The lack of unit diversity hurt this mod, much the same way the lack of racial and unit diversity kills Dawn of War and Supreme Commander. None of the races in these RTS' have truly defining attributes, merely renamed and slightly modified units (until you hit Experimentals in Supcom anyway). These are amongst many factors that restricted these games from ever reaching the pinnacle of Starcraft.
Through every one of my many mods, and all of my years of gaming, I had garnered a strong understanding of what makes games work. And through this understanding I bring to you today what I feel is amongst Sc2's greatest weaknesses.
Gameplay
Starcraft 1 had several iconic units that represented a great deal in terms of mechanics and gameflow as well as "potential". These include the Reaver and Vulture, both units you are doubtlessly familiar with. No other RTS in existence has the kind of depth these two units alone introduce into the game.
The vulture represents a critical and fundamental break away from the concepts of Hard Counters, a system that destroys any RTS. At first glance, the Vulture is hard-countered by Dragoons because, other than shields, the Vulture's concussive damage does shit-all to dragoons. But it has an ability - spider mines - that makes all the difference in the world.
The vulture, frail and relatively harmless to many units in the game, is a critical component in most Terran play. Even in TvZ - largely dominated by bionic play - many players have successfully and vigorously used Vultures to great extent.
Vultures add many things to the game. Geometric importance - the power of terrain. Mines become harder to deal with on the ridges of Heartbreak Ridge, mines can be problematic in narrow valleys, mines can be used to forced armies to move in a certain direction to bluff hidden expansions, the tactical and strategic possibilities of the Vulture alone are grand and significant.

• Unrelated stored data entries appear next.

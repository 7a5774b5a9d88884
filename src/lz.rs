//! Custom LZ77 codec (spec §4.K).
//!
//! Frame layout: `[packed-u64 uncompressed length][opcode stream]`. Three
//! opcode families share the packed-u64 payload (not the raw wire bytes) as
//! their bit-field carrier, distinguished by its low bits:
//!
//! - `REFVX` (`..0`, 1 bit): short back-reference, length 4-7.
//! - `REFVV` (`..01`, 2 bits): long back-reference, length + a following
//!   packed-u64 distance.
//! - `LITV` (`..11`, 2 bits): literal run, length + inline bytes.
//!
//! Grounded in `senc_lz`/`senc_lzh`/`sdec_lz` and their `senc_lz_store_*`/
//! `s_reccpy`/`senc_lz_hash`/`senc_lz_match` helpers
//! (`examples/original_source/src/saux/senc.c`).

use crate::config::{
    LZ_MAX_HASH_BITS_HEAP, LZ_MAX_HASH_BITS_STACK, LZ_MAX_SHORT_MATCH_DISTANCE, LZ_MIN_HASH_BITS,
};
use crate::container::ErrorFlags;
use crate::varint;

const REFVX_TAG: u64 = 0x00;
const REFVV_TAG: u64 = 0x01;
const LITV_TAG: u64 = 0x03;
const REFVX_MASK: u64 = 0b1;
const LITV_MASK: u64 = 0b11;

const REFVX_LSHIFT: u32 = 1;
const REFVX_LBITS: u32 = 2;
const REFVX_LRANGE: u64 = 1 << REFVX_LBITS;
const REFVX_DSHIFT: u32 = REFVX_LBITS + REFVX_LSHIFT;
const REFVX_DBITS: u32 = 64 - REFVX_LBITS - 1;
const REFVX_DRANGE: u64 = 1u64 << REFVX_DBITS;

/// `slog2`: floor(log2(i)), 0 for `i == 0` (`scommon.c`'s `slog2_64`).
fn slog2(i: u64) -> u32 {
    if i == 0 {
        0
    } else {
        63 - i.leading_zeros()
    }
}

fn load_u32(s: &[u8], at: usize) -> u32 {
    let mut buf = [0u8; 4];
    buf.copy_from_slice(&s[at..at + 4]);
    u32::from_le_bytes(buf)
}

fn lz_hash(w: u32) -> u32 {
    (w >> 24).wrapping_add(w >> 20).wrapping_add(w >> 13).wrapping_add(w)
}

fn match_len(a: &[u8], b: &[u8], max_size: usize) -> usize {
    let mut off = 0;
    while off < max_size && a[off] == b[off] {
        off += 1;
    }
    off
}

fn store_lit(out: &mut Vec<u8>, lit: &[u8]) {
    let op = (((lit.len() - 1) as u64) << 2) | LITV_TAG;
    varint::store(out, op);
    out.extend_from_slice(lit);
}

fn store_ref(out: &mut Vec<u8>, dist: usize, len: usize) {
    let dm1 = (dist - 1) as u64;
    let lm4 = (len - 4) as u64;
    if dm1 < REFVX_DRANGE && lm4 < REFVX_LRANGE {
        let v = (dm1 << REFVX_DSHIFT) | (lm4 << REFVX_LSHIFT) | REFVX_TAG;
        varint::store(out, v);
    } else {
        let v = (lm4 << 2) | REFVV_TAG;
        varint::store(out, v);
        varint::store(out, dm1);
    }
}

/// Worst-case output size (`senc_lz(src, NULL)`'s contract): `n + n/8*10 + 32`.
pub fn encode_req_size(ss: usize) -> usize {
    ss + (ss / 8) * 10 + 32
}

fn encode_with_cap(s: &[u8], hash_max_bits: u32) -> Vec<u8> {
    let mut out = Vec::with_capacity(encode_req_size(s.len()));
    if s.is_empty() {
        return out;
    }
    varint::store(&mut out, s.len() as u64);
    let ss = s.len();
    if ss < 5 {
        store_lit(&mut out, s);
        return out;
    }

    let hash_size0 = slog2(ss as u64).max(10) - 2;
    let hash_size = hash_size0.clamp(LZ_MIN_HASH_BITS, hash_max_bits);
    let hash_elems = 1usize << hash_size;
    let hash_mask = (hash_elems - 1) as u32;
    let mut refs = vec![0usize; hash_elems];

    let sm4 = ss - 4;
    let w32 = load_u32(s, 0);
    refs[(lz_hash(w32) & hash_mask) as usize] = 0;

    let mut plit = 0usize;
    let mut i = 1usize;
    while i <= sm4 {
        let w32 = load_u32(s, i);
        let h = (lz_hash(w32) & hash_mask) as usize;
        let last = refs[h];
        refs[h] = i;
        if w32 != load_u32(s, last) {
            i += 1;
            continue;
        }
        let xl = ss - i - 4;
        let len = match_len(&s[i + 4..], &s[last + 4..], xl) + 4;
        let dist = i - last;
        if dist > LZ_MAX_SHORT_MATCH_DISTANCE && len == 4 {
            i += 1;
            continue;
        }
        if i > plit {
            store_lit(&mut out, &s[plit..i]);
        }
        store_ref(&mut out, dist, len);
        i += len;
        plit = i;
    }
    if ss > plit {
        store_lit(&mut out, &s[plit..ss]);
    }
    out
}

/// Stack-bounded hash table (`senc_lz`).
pub fn encode(s: &[u8]) -> Vec<u8> {
    encode_with_cap(s, LZ_MAX_HASH_BITS_STACK)
}

/// Heap-allowed hash table, up to a 64 MiB LUT (`senc_lzh`).
pub fn encode_heap(s: &[u8]) -> Vec<u8> {
    encode_with_cap(s, LZ_MAX_HASH_BITS_HEAP)
}

/// Generalized overlapping-copy back-reference (`s_reccpy`). The source
/// special-cases small `dist` values (1/2/3/4/6/8) with run-length memsets
/// purely for speed; a byte-at-a-time copy from `dist` positions behind the
/// growing output is bit-identical for every `dist`, overlapping or not.
fn rec_copy(out: &mut Vec<u8>, dist: usize, len: usize) {
    for _ in 0..len {
        let b = out[out.len() - dist];
        out.push(b);
    }
}

/// `sdec_lz(src, NULL)`'s contract: `expected_size + 16` for caller
/// pre-allocation. Returns 0 if the header can't even be parsed.
pub fn decode_req_size(s: &[u8]) -> usize {
    if s.len() < 3 {
        return 0;
    }
    let (expected, consumed) = varint::load(s);
    if consumed == 0 {
        return 0;
    }
    expected as usize + 16
}

/// Decodes an LZ77 frame. Tolerant of truncated/malformed opcode streams:
/// a reference or literal whose length would overrun the header's declared
/// size, or an out-of-range back-reference distance, stops decoding and
/// returns what has been produced so far (spec: "truncate the scan ... and
/// return what has been decoded so far rather than overflowing"). Each of
/// those truncation paths sets `errors.encoding_errors`, matching the
/// sticky-flag convention `SStr`/`SVec` use elsewhere (spec §7: "decoder
/// overflow ... set `encoding_errors` on the target and continue
/// best-effort").
///
/// Unlike the source, this does not pre-allocate `expected_size` bytes of
/// output up front: the header's declared size is attacker-controlled and
/// need not match the actual opcode stream, so blindly reserving it would
/// let a tiny malicious input request an arbitrarily large allocation.
pub fn decode(s: &[u8], errors: &mut ErrorFlags) -> Vec<u8> {
    if s.len() < 3 {
        return Vec::new();
    }
    let mut cursor = 0usize;
    let expected_ss = varint::load_advance(s, &mut cursor) as usize;
    if cursor == 0 || cursor >= s.len() {
        return Vec::new();
    }

    let mut out = Vec::new();
    while cursor < s.len() {
        let op = varint::load_advance(s, &mut cursor);
        if op & REFVX_MASK == REFVX_TAG {
            let len = (((op >> REFVX_LSHIFT) & (REFVX_LRANGE - 1)) + 4) as usize;
            let dist = ((op >> REFVX_DSHIFT) + 1) as usize;
            if out.len() + len > expected_ss || dist == 0 || dist > out.len() {
                errors.set_encoding_error();
                break;
            }
            rec_copy(&mut out, dist, len);
        } else if op & LITV_MASK == LITV_TAG {
            let len = ((op >> 2) + 1) as usize;
            if out.len() + len > expected_ss || cursor + len > s.len() {
                errors.set_encoding_error();
                break;
            }
            out.extend_from_slice(&s[cursor..cursor + len]);
            cursor += len;
        } else {
            let len = ((op >> 2) + 4) as usize;
            let (dm1, n) = varint::load(&s[cursor..]);
            if n == 0 {
                errors.set_encoding_error();
                break;
            }
            cursor += n;
            let dist = (dm1 + 1) as usize;
            if out.len() + len > expected_ss || dist == 0 || dist > out.len() {
                errors.set_encoding_error();
                break;
            }
            rec_copy(&mut out, dist, len);
        }
    }
    out
}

Without mines, Vultures offer something to high-level players - hit and run. There have been many topics about hit and run to date, I need not recite their content. I was partially capable of moving-shots with vultures, something I used to great extent against the lesser-skilled players of the modding community.

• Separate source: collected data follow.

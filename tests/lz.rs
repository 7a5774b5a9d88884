//! Cross-cutting [`srt::lz`] scenario (spec §8 S2).

#[test]
fn s2_lz_round_trip_on_highly_repetitive_megabyte_input() {
    let mut input = Vec::new();
    while input.len() < 1_048_576 {
        input.extend_from_slice(b"abc");
    }
    input.truncate(1_048_576);

    let ceiling = srt::lz::encode_req_size(input.len());
    let encoded = srt::lz::encode(&input);

    assert!(
        encoded.len() < input.len() / 10,
        "expected <10% of input size, got {} of {}",
        encoded.len(),
        input.len()
    );
    assert!(encoded.len() <= ceiling, "encoded size {} exceeded declared ceiling {}", encoded.len(), ceiling);

    let mut errors = srt::ErrorFlags::new();
    let decoded = srt::lz::decode(&encoded, &mut errors);
    assert_eq!(decoded, input);
    assert!(!errors.encoding_errors);
}
//! Verbosity plumbing for the `demos/` binaries (SPEC_FULL.md §D).
//!
//! The library core is silent by design (spec §9: no I/O, no logging
//! surface). Diagnostics live only at the CLI layer, realized the way the
//! teacher's `cli::constants` does it: a crate-level atomic level plus a
//! `displaylevel!` macro gating `eprintln!`, rather than a `log`/`tracing`
//! dependency neither the teacher nor this library's core needs.

use std::sync::atomic::{AtomicU32, Ordering};

/// 0 = silent; 1 = errors only; 2 = normal; 3 = verbose.
pub static DISPLAY_LEVEL: AtomicU32 = AtomicU32::new(2);

#[inline]
pub fn display_level() -> u32 {
    DISPLAY_LEVEL.load(Ordering::Relaxed)
}

#[inline]
pub fn set_display_level(level: u32) {
    DISPLAY_LEVEL.store(level, Ordering::Relaxed);
}

/// Conditionally prints to stderr at or above `level`.
#[macro_export]
macro_rules! displaylevel {
    ($level:expr, $($arg:tt)*) => {
        if $crate::cli::constants::display_level() >= $level {
            eprint!($($arg)*);
        }
    };
}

But mines neither vultures themselves required high level play to make use out of. Anyone can stick mines in front of a Gateway and get effectiveness out of them. It's the experienced players that understand the psychological effect of mines and how this can be applied to map control. Mines effect every map uniquely, as do tanks, reavers, carriers, and most other units.
The Reaver is another critical unit and represents another key element - High Risk High Reward. Much of the Reaver's unit mechanics can be attributed to the Scarab, which is also a unit, and has unit pathing; it can get stuck on shit. Some people have said this isn't possible in sc2 - well, it is. It's doable in wc3, very easily I might add.

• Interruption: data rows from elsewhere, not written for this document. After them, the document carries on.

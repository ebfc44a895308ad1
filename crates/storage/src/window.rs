//! Rolling Window
//!
//! The "last twelve months" of the dataset are anchored on its latest
//! recorded date, not on the wall clock.

use crate::StorageError;
use chrono::{Duration, NaiveDate};

/// Date format used by the `date` column
pub const DATE_FORMAT: &str = "%Y-%m-%d";

/// 52 weeks and 1 day: a fixed 365-day offset, not a calendar year
pub fn window_length() -> Duration {
    Duration::weeks(52) + Duration::days(1)
}

/// First date inside the rolling window ending at `max_date`
pub fn window_start(max_date: &str) -> Result<NaiveDate, StorageError> {
    let latest = NaiveDate::parse_from_str(max_date, DATE_FORMAT)
        .map_err(|e| StorageError::InvalidDate(format!("{}: {}", max_date, e)))?;

    latest
        .checked_sub_signed(window_length())
        .ok_or_else(|| StorageError::InvalidDate(format!("{}: window underflow", max_date)))
}

/// Format a date the way the `date` column stores it
pub fn format_date(date: NaiveDate) -> String {
    date.format(DATE_FORMAT).to_string()
}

But we don't need the Vulture nor the Reaver in sc2. It's a new game, right?
But when Sc2 replaced these units it did not account for what they represented. The Reaver, such a pivotal unit with synergy to the Shuttle, was replaced by the Colossus, a unit that demands no skill from the user to maximize its potential, and a unit that gets little out of the hands of an experienced user. The "skill ceiling" of the Colossus is shallow indeed. We have seen "Colossus" drops - in fact it's one of the first things I did as Protoss - but there's nothing exciting about them. There's nothing that requires any effort. The Reaver demanded the user to fire at the right target at the right time to maximize its damage. The colossus fires faster and is significantly more effective at the Reaver's job. It's also more durable and easier to get - something made so by the dominance of Robo play at this time.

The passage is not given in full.